Cependant ce travail libre était lui-même bien payé : un faucheur gagne, en 1200, 5 francs par jour de notre monnaie, en tenant compte et de la valeur intrinsèque du métal et de sa valeur relative par rapport au prix de la vie, — de la puissance d’achat de l’argent, — ainsi que seront établis tous les chiffres qui vont suivre[1]. Les journaliers de Languedoc et de Normandie reçoivent, en 1240, 2 francs ; et si, à Paris, la journée des porteurs d’eau de Saint-Louis n’est que de 1 franc, c’est qu’ils sont nourris et logés au palais royal, et qu’il s’agit de gages assurés pour toute l’année. Comparés aux salaires actuels, que l’on évalue, pour le manœuvre non nourri, à 2 fr. 50 et pour le manœuvre nourri à 1 fr. 50 par jour, les rétributions du XIVe siècle ne leur sont pas inférieures. Celles que nous avons recueillies fournissent une moyenne de 2 fr. 34 entre 1301 et 1325, de 2 fr. 80 de 1326 à 1350, de 2 fr. 70 de 1351 à 1375, pour la journée des laboureurs, vendangeurs, bûcherons, batteurs en grange. Les plus heureux vont jusqu’à 4 fr. 20 ; les moins favorisés descendent à 1 fr. 40 ; on constate, dans notre France de 1896, des différences semblables, et même de plus grandes, suivant les départemens et les saisons. Or les moyennes qui précèdent, résumés de chiffres venus des quatre points cardinaux et puisés à mille sources diverses s’appliquent à l’ensemble de l’année. On tomberait dans de singulières exagérations, si l’on ne prenait pas garde que les salaires de moisson ou de vendange, — les plus nombreux et aussi les plus hauts de ceux que l’on rencontre dans les comptes, parce qu’en ces périodes beaucoup de gens embauchaient des ouvriers supplémentaires, — ne sont pratiqués que durant des momens assez courts.

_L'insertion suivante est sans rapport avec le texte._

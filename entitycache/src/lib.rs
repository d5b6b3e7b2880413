// Copyright (c) 2024-2025 DeepGraph Inc.
// SPDX-License-Identifier: Apache-2.0
//
//! EntityCache - versioned query-result cache for an embedded entity store
//!
//! Query execution produces iterables (sets of entity references) identified by a
//! structural [`IterableHandle`]. Materializing an iterable from storage is expensive,
//! so the cache remembers previously materialized results while staying consistent
//! with concurrent commits that may invalidate them.
//!
//! # Features
//!
//! - **Lock-free reads**: readers resolve handles against an immutable, structurally
//!   shared [`CacheSnapshot`]
//! - **Copy-on-write commits**: writers derive a [`MutableGeneration`], evict affected
//!   entries through a secondary index and publish with compare-and-swap
//! - **Background materialization**: two worker pools (consistent and best-effort)
//!   with deduplication, deferred caching and a heavy-query blacklist
//! - **Cooperative cancellation**: a polled [`CancellationPolicy`] bounds in-flight work
//!
//! # Usage
//!
//! ```ignore
//! let cache = IterableCache::new(CacheConfig::default(), backend)?;
//!
//! // Read path: either a cached value or "recompute yourself"
//! if let Some(value) = cache.put_if_not_cached(&handle, &txn) {
//!     return value;
//! }
//!
//! // Commit path: evict everything the mutation touched
//! cache.invalidate(&[MutationDescriptor::link_changed(type_id, link_id)]);
//! ```

pub mod cache;
pub mod storage;
pub mod txn;

pub use cache::{
    CacheConfig, CacheError, CacheSnapshot, CachedInstanceIterable, CachedIterable,
    CachedValue, CancelReason, CancellationPolicy, Cancelled, Clock, EntityId, HandleId,
    IterableCache,
    IterableHandle, JobKind, LiveCount, ManualClock, MutableGeneration, MutationDescriptor,
    MutationKind, StatisticsSnapshot, SystemClock, Updatable, NULL_TYPE_ID,
};
pub use storage::{StoreBackend, StoreError};
pub use txn::{TransactionView, TxnFlags};

/// EntityCache version
pub const VERSION: &str = env!("CARGO_PKG_VERSION");

/// EntityCache crate name
pub const CRATE_NAME: &str = env!("CARGO_PKG_NAME");
// Copyright (c) 2024-2025 DeepGraph Inc.
// SPDX-License-Identifier: Apache-2.0
//
//! Transaction predicates consumed by the cache
//!
//! The cache does not manage transactions. It only asks the calling transaction a few
//! questions before deciding whether a miss is worth scheduling.

/// View of the calling transaction
pub trait TransactionView {
    /// Whether the transaction has pending writes
    fn is_mutable(&self) -> bool;

    /// Whether the transaction reads the latest committed state
    fn is_current(&self) -> bool;

    /// Whether the transaction participates in caching at all
    ///
    /// Diagnostic and throwaway transactions answer `false`.
    fn is_caching_relevant(&self) -> bool;
}

/// Plain flags implementation of [`TransactionView`]
#[derive(Debug, Clone, Copy, PartialEq, Eq)]
pub struct TxnFlags {
    pub mutable: bool,
    pub current: bool,
    pub caching_relevant: bool,
}

impl TxnFlags {
    /// A current, read-only, caching-relevant transaction
    pub fn read_only() -> Self {
        Self {
            mutable: false,
            current: true,
            caching_relevant: true,
        }
    }

    /// A transaction carrying uncommitted writes
    pub fn mutable() -> Self {
        Self {
            mutable: true,
            ..Self::read_only()
        }
    }

    /// A read-only transaction pinned to an older state
    pub fn outdated() -> Self {
        Self {
            current: false,
            ..Self::read_only()
        }
    }

    pub fn with_caching_relevant(mut self, caching_relevant: bool) -> Self {
        self.caching_relevant = caching_relevant;
        self
    }
}

impl Default for TxnFlags {
    fn default() -> Self {
        Self::read_only()
    }
}

impl TransactionView for TxnFlags {
    fn is_mutable(&self) -> bool {
        self.mutable
    }

    fn is_current(&self) -> bool {
        self.current
    }

    fn is_caching_relevant(&self) -> bool {
        self.caching_relevant
    }
}

/// Whether a miss observed by `txn` may schedule background caching
pub fn may_schedule(txn: &dyn TransactionView) -> bool {
    !txn.is_mutable() && txn.is_current() && txn.is_caching_relevant()
}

  1. Ce procédé a pour but d’épargner au lecteur des calculs perpétuels et fastidieux. Voyez notre Histoire économique de la propriété, t. I, p. 27 et 62. Ainsi le journalier touche 6 deniers tournois en 1240 ; ces 6 deniers valent intrinsèquement 0 fr. 50, parce qu’ils signifient 2 grammes et demi d’argent fin, et comme ces 2 grammes et demi d’argent fin ont une puissance d’achat quatre fois plus forte que celle qu’ils ont aujourd’hui, les 30 centimes de 1240 correspondent à 2 francs de 1896.